WACA chief executive Christina Matthews believes Steve Smith and David Warner were let down by Australian cricket.

David Warner and wife Candice arrive back in Australia after the Cape Town incident
David Warner and wife Candice arrive back in Australia after the Cape Town incident

WACA chief executive Christina Matthews, the woman who stood by Cameron Bancroft’s side on his return from the sandpaper scandal in South Africa, believes that Steve Smith and David Warner were “let down” by Australian cricket.

Matthews said the lack of support for Warner in South Africa, when his wife was the subject of vicious attacks by fans and administrators, was “disgraceful”.

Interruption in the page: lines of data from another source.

// tests/config_loading.rs

use std::error::Error;
use std::fs;
use std::path::Path;
use std::time::Duration;

use droidflow::config::{load_and_validate, ConfigFile, RawConfigFile};
use droidflow::errors::DroidflowError;
use droidflow::types::DefinitionStatus;

type TestResult = Result<(), Box<dyn Error>>;

const FULL_CONFIG: &str = r#"
[policy]
stop_grace = "2s"
terminate_grace = 1
flag_dir = "state/flags"

[device.pixel]
connection = "192.168.1.20:5555"
name = "Pixel 7"

[device.emulator-5554]
online = false

[script.login]
interpreter = "python3"
path = "scripts/login.py"

[script.collect]
interpreter = "/usr/bin/python3"
path = "scripts/collect.py"
working_dir = "work"

[orchestration.morning]
status = "active"
steps = [
  { order = 2, script = "collect", timeout = "2m" },
  { order = 1, script = "login", timeout = 30 },
]

[orchestration.draft]
steps = [{ order = 1, script = "login", timeout = "10s" }]
"#;

fn write_config(dir: &Path, body: &str) -> std::path::PathBuf {
    let path = dir.join("Droidflow.toml");
    fs::write(&path, body).unwrap();
    path
}

fn parse(body: &str) -> Result<ConfigFile, DroidflowError> {
    let raw: RawConfigFile = toml::from_str(body)?;
    ConfigFile::try_from(raw)
}

#[test]
fn full_config_loads_and_anchors_paths() -> TestResult {
    let dir = tempfile::tempdir()?;
    let cfg = load_and_validate(write_config(dir.path(), FULL_CONFIG))?;

    assert_eq!(cfg.policy.stop_grace, Duration::from_secs(2));
    assert_eq!(cfg.policy.terminate_grace, Duration::from_secs(1));
    assert_eq!(cfg.policy.flag_dir, dir.path().join("state/flags"));
    assert!(cfg.policy.store_dir.is_none());

    let morning = cfg.catalog.orchestration("morning").expect("morning");
    assert_eq!(morning.status, DefinitionStatus::Active);
    let orders: Vec<u32> = morning.steps().iter().map(|s| s.order).collect();
    assert_eq!(orders, vec![1, 2]);
    assert_eq!(morning.steps()[0].timeout, Duration::from_secs(30));
    assert_eq!(morning.steps()[1].timeout, Duration::from_secs(120));

    let login = &morning.steps()[0].script;
    assert_eq!(login.script_path, dir.path().join("scripts/login.py"));
    assert_eq!(login.interpreter, Path::new("python3"));
    assert_eq!(login.working_dir(), dir.path().join("scripts"));

    let collect = &morning.steps()[1].script;
    assert_eq!(collect.working_dir(), dir.path().join("work"));

    let draft = cfg.catalog.orchestration("draft").expect("draft");
    assert_eq!(draft.status, DefinitionStatus::Draft);

    let emulator = cfg
        .devices
        .iter()
        .find(|d| d.id == "emulator-5554")
        .expect("emulator");
    assert_eq!(emulator.connection, "emulator-5554");
    assert!(!emulator.online);
    assert!(emulator.active);
    Ok(())
}

#[test]
fn missing_file_is_an_io_error() {
    let err = load_and_validate("/definitely/not/here/Droidflow.toml").unwrap_err();
    assert!(matches!(err, DroidflowError::IoError(_)));
}

#[test]
fn config_without_orchestrations_is_rejected() {
    let err = parse("[script.a]\ninterpreter = \"sh\"\npath = \"a.sh\"\n").unwrap_err();
    assert!(err.to_string().contains("at least one"));
}

#[test]
fn unknown_script_reference_is_rejected() {
    let err = parse(
        r#"
        [orchestration.o]
        steps = [{ order = 1, script = "ghost", timeout = "10s" }]
        "#,
    )
    .unwrap_err();
    assert!(err.to_string().contains("unknown script 'ghost'"));
}

#[test]
fn timeout_below_minimum_is_rejected() {
    let err = parse(
        r#"
        [script.a]
        interpreter = "sh"
        path = "a.sh"

        [orchestration.o]
        steps = [{ order = 1, script = "a", timeout = "5s" }]
        "#,
    )
    .unwrap_err();
    assert!(err.to_string().contains("below the minimum"));
}

#[test]
fn minimum_timeout_is_configurable() -> TestResult {
    let cfg = parse(
        r#"
        [policy]
        min_step_timeout = "500ms"

        [script.a]
        interpreter = "sh"
        path = "a.sh"

        [orchestration.o]
        steps = [{ order = 1, script = "a", timeout = "1s" }]
        "#,
    )?;
    assert_eq!(cfg.policy.min_step_timeout, Duration::from_millis(500));
    Ok(())
}

#[test]
fn duplicate_step_orders_are_rejected() {
    let err = parse(
        r#"
        [script.a]
        interpreter = "sh"
        path = "a.sh"

        [orchestration.o]
        steps = [
          { order = 1, script = "a", timeout = "10s" },
          { order = 1, script = "a", timeout = "20s" },
        ]
        "#,
    )
    .unwrap_err();
    assert!(err.to_string().contains("two steps with execution order 1"));
}

#[test]
fn flag_ttl_shorter_than_stop_grace_is_rejected() {
    let err = parse(
        r#"
        [policy]
        stop_grace = "30s"
        cancel_flag_ttl = "10s"

        [orchestration.o]
        "#,
    )
    .unwrap_err();
    assert!(err.to_string().contains("cancel_flag_ttl"));
}

#[test]
fn bad_duration_text_names_the_field() {
    let err = parse(
        r#"
        [policy]
        stop_grace = "soon"

        [orchestration.o]
        "#,
    )
    .unwrap_err();
    assert!(err.to_string().contains("[policy].stop_grace"));
}

#[test]
fn unknown_status_fails_to_parse() {
    let err = parse(
        r#"
        [orchestration.o]
        status = "paused"
        "#,
    )
    .unwrap_err();
    assert!(matches!(err, DroidflowError::TomlError(_)));
}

In a forthright interview on this week’s Cricket Et Cetera podcast, the former player and respected administrator held forth on many topics, but was most outspoken about the way the game failed the NSW pair.

She also revealed that, leading up to the Cape Town incident, state chief executives had been warning for some time that the team’s culture was out of hand, but were told that as long as the side was winning there would be no intervention.

That “win at any cost” attitude was flushed out to some degree by the cultural review and while Smith and Warner are back in the fold, Bancroft has been left in the care of Western Australian cricket after losing his national contract.

Many assumed Matthews was Bancroft’s mother when she sat by his side as he fielded questions on returning to begin his nine month ban after the events at Cape Town in 2018.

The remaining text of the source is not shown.